◆ **Supplied information**:
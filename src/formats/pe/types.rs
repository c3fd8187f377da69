//! Core PE data types and structures

use std::fmt;

// PE constants
pub const DOS_SIGNATURE: u16 = 0x5A4D; // MZ
pub const PE_SIGNATURE: [u8; 4] = *b"PE\0\0";
pub const PE32_MAGIC: u16 = 0x10B;
pub const PE32PLUS_MAGIC: u16 = 0x20B;

/// Size of the COFF file header following the signature
pub const COFF_HEADER_SIZE: usize = 20;
/// Size of one section table entry
pub const SECTION_HEADER_SIZE: usize = 40;
/// Size of one import descriptor
pub const IMPORT_DESCRIPTOR_SIZE: usize = 20;

// Data directory indices
pub const IMAGE_DIRECTORY_ENTRY_IMPORT: usize = 1;
pub const IMAGE_DIRECTORY_ENTRY_COM_DESCRIPTOR: usize = 14;
pub const IMAGE_NUMBEROF_DIRECTORY_ENTRIES: usize = 16;

/// PE parsing error types
#[derive(Debug, Clone, PartialEq, Eq)]
pub enum PeError {
    InvalidDosSignature,
    InvalidPeSignature,
    InvalidMagic(u16),
    TruncatedHeader { expected: usize, actual: usize },
    InvalidRva { rva: u32 },
    InvalidOffset { offset: usize },
    InvalidString,
}

impl fmt::Display for PeError {
    fn fmt(&self, f: &mut fmt::Formatter<'_>) -> fmt::Result {
        match self {
            Self::InvalidDosSignature => write!(f, "Invalid DOS signature"),
            Self::InvalidPeSignature => write!(f, "Invalid PE signature"),
            Self::InvalidMagic(m) => write!(f, "Invalid optional header magic: 0x{:04x}", m),
            Self::TruncatedHeader { expected, actual } => {
                write!(
                    f,
                    "Truncated header: expected {} bytes, got {}",
                    expected, actual
                )
            }
            Self::InvalidRva { rva } => write!(f, "Invalid RVA: 0x{:08x}", rva),
            Self::InvalidOffset { offset } => write!(f, "Invalid file offset: 0x{:x}", offset),
            Self::InvalidString => write!(f, "Invalid string encoding"),
        }
    }
}

impl std::error::Error for PeError {}

pub type Result<T> = std::result::Result<T, PeError>;

/// Machine types
#[derive(Debug, Clone, Copy, PartialEq, Eq)]
pub enum Machine {
    Unknown,
    I386,   // 0x014c
    X86_64, // 0x8664
    Arm,    // 0x01c0
    Arm64,  // 0xaa64
    Other(u16),
}

impl From<u16> for Machine {
    fn from(value: u16) -> Self {
        match value {
            0x014c => Self::I386,
            0x8664 => Self::X86_64,
            0x01c0 => Self::Arm,
            0xaa64 => Self::Arm64,
            0 => Self::Unknown,
            other => Self::Other(other),
        }
    }
}

/// DOS header fields the loader actually needs
#[derive(Debug, Clone, Copy)]
pub struct DosHeader {
    pub e_magic: u16,  // Magic number (MZ)
    pub e_lfanew: u32, // File address of PE header
}

/// COFF header (20 bytes)
#[derive(Debug, Clone, Copy)]
pub struct CoffHeader {
    pub machine: Machine,
    pub number_of_sections: u16,
    pub time_date_stamp: u32,
    pub size_of_optional_header: u16,
    pub characteristics: u16,
}

/// Data directory entry
#[derive(Debug, Clone, Copy, Default, PartialEq, Eq)]
pub struct DataDirectory {
    pub virtual_address: u32,
    pub size: u32,
}

/// Optional header, reduced to the fields shared by PE32 and PE32+
#[derive(Debug, Clone, Copy, PartialEq, Eq)]
pub enum OptionalHeader {
    Pe32 {
        address_of_entry_point: u32,
        image_base: u32,
        number_of_rva_and_sizes: u32,
    },
    Pe32Plus {
        address_of_entry_point: u32,
        image_base: u64,
        number_of_rva_and_sizes: u32,
    },
}

impl OptionalHeader {
    pub fn magic(&self) -> u16 {
        match self {
            Self::Pe32 { .. } => PE32_MAGIC,
            Self::Pe32Plus { .. } => PE32PLUS_MAGIC,
        }
    }

    pub fn entry_point(&self) -> u32 {
        match *self {
            Self::Pe32 {
                address_of_entry_point,
                ..
            }
            | Self::Pe32Plus {
                address_of_entry_point,
                ..
            } => address_of_entry_point,
        }
    }

    pub fn image_base(&self) -> u64 {
        match *self {
            Self::Pe32 { image_base, .. } => image_base as u64,
            Self::Pe32Plus { image_base, .. } => image_base,
        }
    }

    pub fn number_of_rva_and_sizes(&self) -> u32 {
        match *self {
            Self::Pe32 {
                number_of_rva_and_sizes,
                ..
            }
            | Self::Pe32Plus {
                number_of_rva_and_sizes,
                ..
            } => number_of_rva_and_sizes,
        }
    }

    /// Offset of the data directory array from the start of the optional header
    pub fn data_directory_offset(&self) -> usize {
        match self {
            Self::Pe32 { .. } => 96,
            Self::Pe32Plus { .. } => 112,
        }
    }

    pub fn is_64bit(&self) -> bool {
        matches!(self, Self::Pe32Plus { .. })
    }
}

/// NT headers (PE signature + COFF + Optional)
#[derive(Debug, Clone)]
pub struct NtHeaders {
    pub file_header: CoffHeader,
    pub optional_header: OptionalHeader,
}

/// Section header
#[derive(Debug, Clone)]
pub struct SectionHeader {
    pub name: [u8; 8],
    pub virtual_size: u32,
    pub virtual_address: u32,
    pub size_of_raw_data: u32,
    pub pointer_to_raw_data: u32,
    pub characteristics: u32,
}

impl SectionHeader {
    pub fn name(&self) -> String {
        crate::formats::fixed_name(&self.name)
    }

    pub fn contains_rva(&self, rva: u32) -> bool {
        let size = self.virtual_size.max(self.size_of_raw_data);
        rva >= self.virtual_address && (rva as u64) < self.virtual_address as u64 + size as u64
    }
}

/// One by-name or by-ordinal import
#[derive(Debug, Clone, PartialEq, Eq)]
pub struct ImportEntry<'a> {
    pub name: Option<&'a str>,
    pub ordinal: Option<u16>,
    pub hint: Option<u16>,
}

/// Import descriptor with its resolved entries
#[derive(Debug, Clone)]
pub struct ImportDescriptor<'a> {
    pub dll_name: &'a str,
    pub entries: Vec<ImportEntry<'a>>,
}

◆ **Directions for this task**: Take the entries above and copy them out exactly.

◆ **Solution to the problem**:
filename src/formats/pe/types.rs
repository c3fd8187f377da69
//! Core PE data types and structures

use std::fmt;

// PE constants
pub const DOS_SIGNATURE: u16 = 0x5A4D; // MZ
pub const PE_SIGNATURE: [u8; 4] = *b"PE\0\0";
pub const PE32_MAGIC: u16 = 0x10B;
pub const PE32PLUS_MAGIC: u16 = 0x20B;

/// Size of the COFF file header following the signature
pub const COFF_HEADER_SIZE: usize = 20;
/// Size of one section table entry
pub const SECTION_HEADER_SIZE: usize = 40;
/// Size of one import descriptor
pub const IMPORT_DESCRIPTOR_SIZE: usize = 20;

// Data directory indices
pub const IMAGE_DIRECTORY_ENTRY_IMPORT: usize = 1;
pub const IMAGE_DIRECTORY_ENTRY_COM_DESCRIPTOR: usize = 14;
pub const IMAGE_NUMBEROF_DIRECTORY_ENTRIES: usize = 16;

/// PE parsing error types
#[derive(Debug, Clone, PartialEq, Eq)]
pub enum PeError {
    InvalidDosSignature,
    InvalidPeSignature,
    InvalidMagic(u16),
    TruncatedHeader { expected: usize, actual: usize },
    InvalidRva { rva: u32 },
    InvalidOffset { offset: usize },
    InvalidString,
}

impl fmt::Display for PeError {
    fn fmt(&self, f: &mut fmt::Formatter<'_>) -> fmt::Result {
        match self {
            Self::InvalidDosSignature => write!(f, "Invalid DOS signature"),
            Self::InvalidPeSignature => write!(f, "Invalid PE signature"),
            Self::InvalidMagic(m) => write!(f, "Invalid optional header magic: 0x{:04x}", m),
            Self::TruncatedHeader { expected, actual } => {
                write!(
                    f,
                    "Truncated header: expected {} bytes, got {}",
                    expected, actual
                )
            }
            Self::InvalidRva { rva } => write!(f, "Invalid RVA: 0x{:08x}", rva),
            Self::InvalidOffset { offset } => write!(f, "Invalid file offset: 0x{:x}", offset),
            Self::InvalidString => write!(f, "Invalid string encoding"),
        }
    }
}

impl std::error::Error for PeError {}

pub type Result<T> = std::result::Result<T, PeError>;

/// Machine types
#[derive(Debug, Clone, Copy, PartialEq, Eq)]
pub enum Machine {
    Unknown,
    I386,   // 0x014c
    X86_64, // 0x8664
    Arm,    // 0x01c0
    Arm64,  // 0xaa64
    Other(u16),
}

impl From<u16> for Machine {
    fn from(value: u16) -> Self {
        match value {
            0x014c => Self::I386,
            0x8664 => Self::X86_64,
            0x01c0 => Self::Arm,
            0xaa64 => Self::Arm64,
            0 => Self::Unknown,
            other => Self::Other(other),
        }
    }
}

/// DOS header fields the loader actually needs
#[derive(Debug, Clone, Copy)]
pub struct DosHeader {
    pub e_magic: u16,  // Magic number (MZ)
    pub e_lfanew: u32, // File address of PE header
}

/// COFF header (20 bytes)
#[derive(Debug, Clone, Copy)]
pub struct CoffHeader {
    pub machine: Machine,
    pub number_of_sections: u16,
    pub time_date_stamp: u32,
    pub size_of_optional_header: u16,
    pub characteristics: u16,
}

/// Data directory entry
#[derive(Debug, Clone, Copy, Default, PartialEq, Eq)]
pub struct DataDirectory {
    pub virtual_address: u32,
    pub size: u32,
}

/// Optional header, reduced to the fields shared by PE32 and PE32+
#[derive(Debug, Clone, Copy, PartialEq, Eq)]
pub enum OptionalHeader {
    Pe32 {
        address_of_entry_point: u32,
        image_base: u32,
        number_of_rva_and_sizes: u32,
    },
    Pe32Plus {
        address_of_entry_point: u32,
        image_base: u64,
        number_of_rva_and_sizes: u32,
    },
}

impl OptionalHeader {
    pub fn magic(&self) -> u16 {
        match self {
            Self::Pe32 { .. } => PE32_MAGIC,
            Self::Pe32Plus { .. } => PE32PLUS_MAGIC,
        }
    }

    pub fn entry_point(&self) -> u32 {
        match *self {
            Self::Pe32 {
                address_of_entry_point,
                ..
            }
            | Self::Pe32Plus {
                address_of_entry_point,
                ..
            } => address_of_entry_point,
        }
    }

    pub fn image_base(&self) -> u64 {
        match *self {
            Self::Pe32 { image_base, .. } => image_base as u64,
            Self::Pe32Plus { image_base, .. } => image_base,
        }
    }

    pub fn number_of_rva_and_sizes(&self) -> u32 {
        match *self {
            Self::Pe32 {
                number_of_rva_and_sizes,
                ..
            }
            | Self::Pe32Plus {
                number_of_rva_and_sizes,
                ..
            } => number_of_rva_and_sizes,
        }
    }

    /// Offset of the data directory array from the start of the optional header
    pub fn data_directory_offset(&self) -> usize {
        match self {
            Self::Pe32 { .. } => 96,
            Self::Pe32Plus { .. } => 112,
        }
    }

    pub fn is_64bit(&self) -> bool {
        matches!(self, Self::Pe32Plus { .. })
    }
}

/// NT headers (PE signature + COFF + Optional)
#[derive(Debug, Clone)]
pub struct NtHeaders {
    pub file_header: CoffHeader,
    pub optional_header: OptionalHeader,
}

/// Section header
#[derive(Debug, Clone)]
pub struct SectionHeader {
    pub name: [u8; 8],
    pub virtual_size: u32,
    pub virtual_address: u32,
    pub size_of_raw_data: u32,
    pub pointer_to_raw_data: u32,
    pub characteristics: u32,
}

impl SectionHeader {
    pub fn name(&self) -> String {
        crate::formats::fixed_name(&self.name)
    }

    pub fn contains_rva(&self, rva: u32) -> bool {
        let size = self.virtual_size.max(self.size_of_raw_data);
        rva >= self.virtual_address && (rva as u64) < self.virtual_address as u64 + size as u64
    }
}

/// One by-name or by-ordinal import
#[derive(Debug, Clone, PartialEq, Eq)]
pub struct ImportEntry<'a> {
    pub name: Option<&'a str>,
    pub ordinal: Option<u16>,
    pub hint: Option<u16>,
}

/// Import descriptor with its resolved entries
#[derive(Debug, Clone)]
pub struct ImportDescriptor<'a> {
    pub dll_name: &'a str,
    pub entries: Vec<ImportEntry<'a>>,
}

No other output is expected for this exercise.